Information given Start Marker
//! Azure Resource Manager resource identifiers.
//!
//! ARM ids have the shape
//! `/subscriptions/{sub}/resourceGroups/{rg}/providers/{namespace}/{type}/{name}`,
//! optionally followed by `/{child_type}/{child_name}` pairs. Subscription
//! scoped resources (such as ExpressRoute service providers) omit the
//! resource group.

use crate::error::{Error, Result};
use std::fmt;
use std::str::FromStr;

/// Resource provider namespace of every resource this crate manages.
pub const NETWORK_PROVIDER: &str = "Microsoft.Network";

/// A parsed ARM resource id.
#[derive(Debug, Clone, PartialEq, Eq, Hash)]
pub struct ResourceId {
    /// Subscription id
    pub subscription_id: String,
    /// Resource group, absent for subscription-scoped resources
    pub resource_group: Option<String>,
    /// Provider namespace, e.g. `Microsoft.Network`
    pub provider: String,
    /// Ancestors of the resource as `(type, name)` pairs, outermost first
    pub parents: Vec<(String, String)>,
    /// Type of the resource itself, e.g. `securityRules`
    pub resource_type: String,
    /// Name of the resource itself
    pub name: String,
}

impl ResourceId {
    /// Parse an ARM resource id.
    pub fn parse(id: &str) -> Result<Self> {
        let invalid = || Error::InvalidResourceId(id.to_string());

        let trimmed = id.strip_prefix('/').ok_or_else(invalid)?;
        let segments: Vec<&str> = trimmed.trim_end_matches('/').split('/').collect();
        if segments.iter().any(|s| s.is_empty()) {
            return Err(invalid());
        }

        let mut rest = segments.as_slice();

        let subscription_id = match rest {
            [key, sub, tail @ ..] if key.eq_ignore_ascii_case("subscriptions") => {
                rest = tail;
                (*sub).to_string()
            }
            _ => return Err(invalid()),
        };

        let resource_group = match rest {
            [key, rg, tail @ ..] if key.eq_ignore_ascii_case("resourceGroups") => {
                rest = tail;
                Some((*rg).to_string())
            }
            _ => None,
        };

        let provider = match rest {
            [key, ns, tail @ ..] if key.eq_ignore_ascii_case("providers") => {
                rest = tail;
                (*ns).to_string()
            }
            _ => return Err(invalid()),
        };

        if rest.is_empty() || rest.len() % 2 != 0 {
            return Err(invalid());
        }

        let mut pairs: Vec<(String, String)> = rest
            .chunks(2)
            .map(|pair| (pair[0].to_string(), pair[1].to_string()))
            .collect();
        let (resource_type, name) = pairs.pop().ok_or_else(invalid)?;

        Ok(Self {
            subscription_id,
            resource_group,
            provider,
            parents: pairs,
            resource_type,
            name,
        })
    }

    /// Id of a network interface.
    pub fn network_interface(subscription_id: &str, resource_group: &str, name: &str) -> Self {
        Self::network(subscription_id, Some(resource_group), vec![], "networkInterfaces", name)
    }

    /// Id of the ip configuration of a network interface.
    pub fn ip_configuration(
        subscription_id: &str,
        resource_group: &str,
        nic_name: &str,
        name: &str,
    ) -> Self {
        Self::network(
            subscription_id,
            Some(resource_group),
            vec![("networkInterfaces".to_string(), nic_name.to_string())],
            "ipConfigurations",
            name,
        )
    }

    /// Id of a security rule inside a network security group.
    pub fn security_rule(
        subscription_id: &str,
        resource_group: &str,
        nsg_name: &str,
        name: &str,
    ) -> Self {
        Self::network(
            subscription_id,
            Some(resource_group),
            vec![("networkSecurityGroups".to_string(), nsg_name.to_string())],
            "securityRules",
            name,
        )
    }

    /// Id of an ExpressRoute service provider.
    pub fn express_route_service_provider(subscription_id: &str, name: &str) -> Self {
        Self::network(subscription_id, None, vec![], "expressRouteServiceProviders", name)
    }

    fn network(
        subscription_id: &str,
        resource_group: Option<&str>,
        parents: Vec<(String, String)>,
        resource_type: &str,
        name: &str,
    ) -> Self {
        Self {
            subscription_id: subscription_id.to_string(),
            resource_group: resource_group.map(str::to_string),
            provider: NETWORK_PROVIDER.to_string(),
            parents,
            resource_type: resource_type.to_string(),
            name: name.to_string(),
        }
    }

    /// Name of the direct parent resource, if any.
    pub fn parent_name(&self) -> Option<&str> {
        self.parents.last().map(|(_, name)| name.as_str())
    }
}

impl fmt::Display for ResourceId {
    fn fmt(&self, f: &mut fmt::Formatter<'_>) -> fmt::Result {
        write!(f, "/subscriptions/{}", self.subscription_id)?;
        if let Some(rg) = &self.resource_group {
            write!(f, "/resourceGroups/{rg}")?;
        }
        write!(f, "/providers/{}", self.provider)?;
        for (kind, name) in &self.parents {
            write!(f, "/{kind}/{name}")?;
        }
        write!(f, "/{}/{}", self.resource_type, self.name)
    }
}

impl FromStr for ResourceId {
    type Err = Error;

    fn from_str(s: &str) -> Result<Self> {
        Self::parse(s)
    }
}

/// The `index`-th `/`-separated segment of an id (the leading empty segment counts).
pub fn id_segment(id: &str, index: usize) -> Option<String> {
    id.split('/')
        .nth(index)
        .filter(|s| !s.is_empty())
        .map(str::to_string)
}

/// Resource group of an id: segment 4 of
/// `/subscriptions/{sub}/resourceGroups/{rg}/...`.
pub fn resource_group_from_id(id: &str) -> Option<String> {
    id_segment(id, 4)
}
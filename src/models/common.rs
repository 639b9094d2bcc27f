use serde::{Deserialize, Serialize};

/// Reference to another ARM resource by id.
#[derive(Debug, Clone, PartialEq, Eq, Default, Serialize, Deserialize)]
pub struct SubResource {
    /// Resource id
    #[serde(default, skip_serializing_if = "Option::is_none")]
    pub id: Option<String>,
}

impl SubResource {
    /// Reference `id`.
    pub fn new(id: impl Into<String>) -> Self {
        Self { id: Some(id.into()) }
    }
}

/// One page of a list response.
#[derive(Debug, Clone, Serialize, Deserialize)]
#[serde(rename_all = "camelCase")]
pub struct ListResult<T> {
    /// Items on this page
    #[serde(default = "Vec::new")]
    pub value: Vec<T>,
    /// URL of the next page
    #[serde(default, skip_serializing_if = "Option::is_none")]
    pub next_link: Option<String>,
}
Information given End Marker
Reproduce every line from the preceding data in which the word "Microsoft" can be found.

[Result of the task]
pub const NETWORK_PROVIDER: &str = "Microsoft.Network";
    /// Provider namespace, e.g. `Microsoft.Network`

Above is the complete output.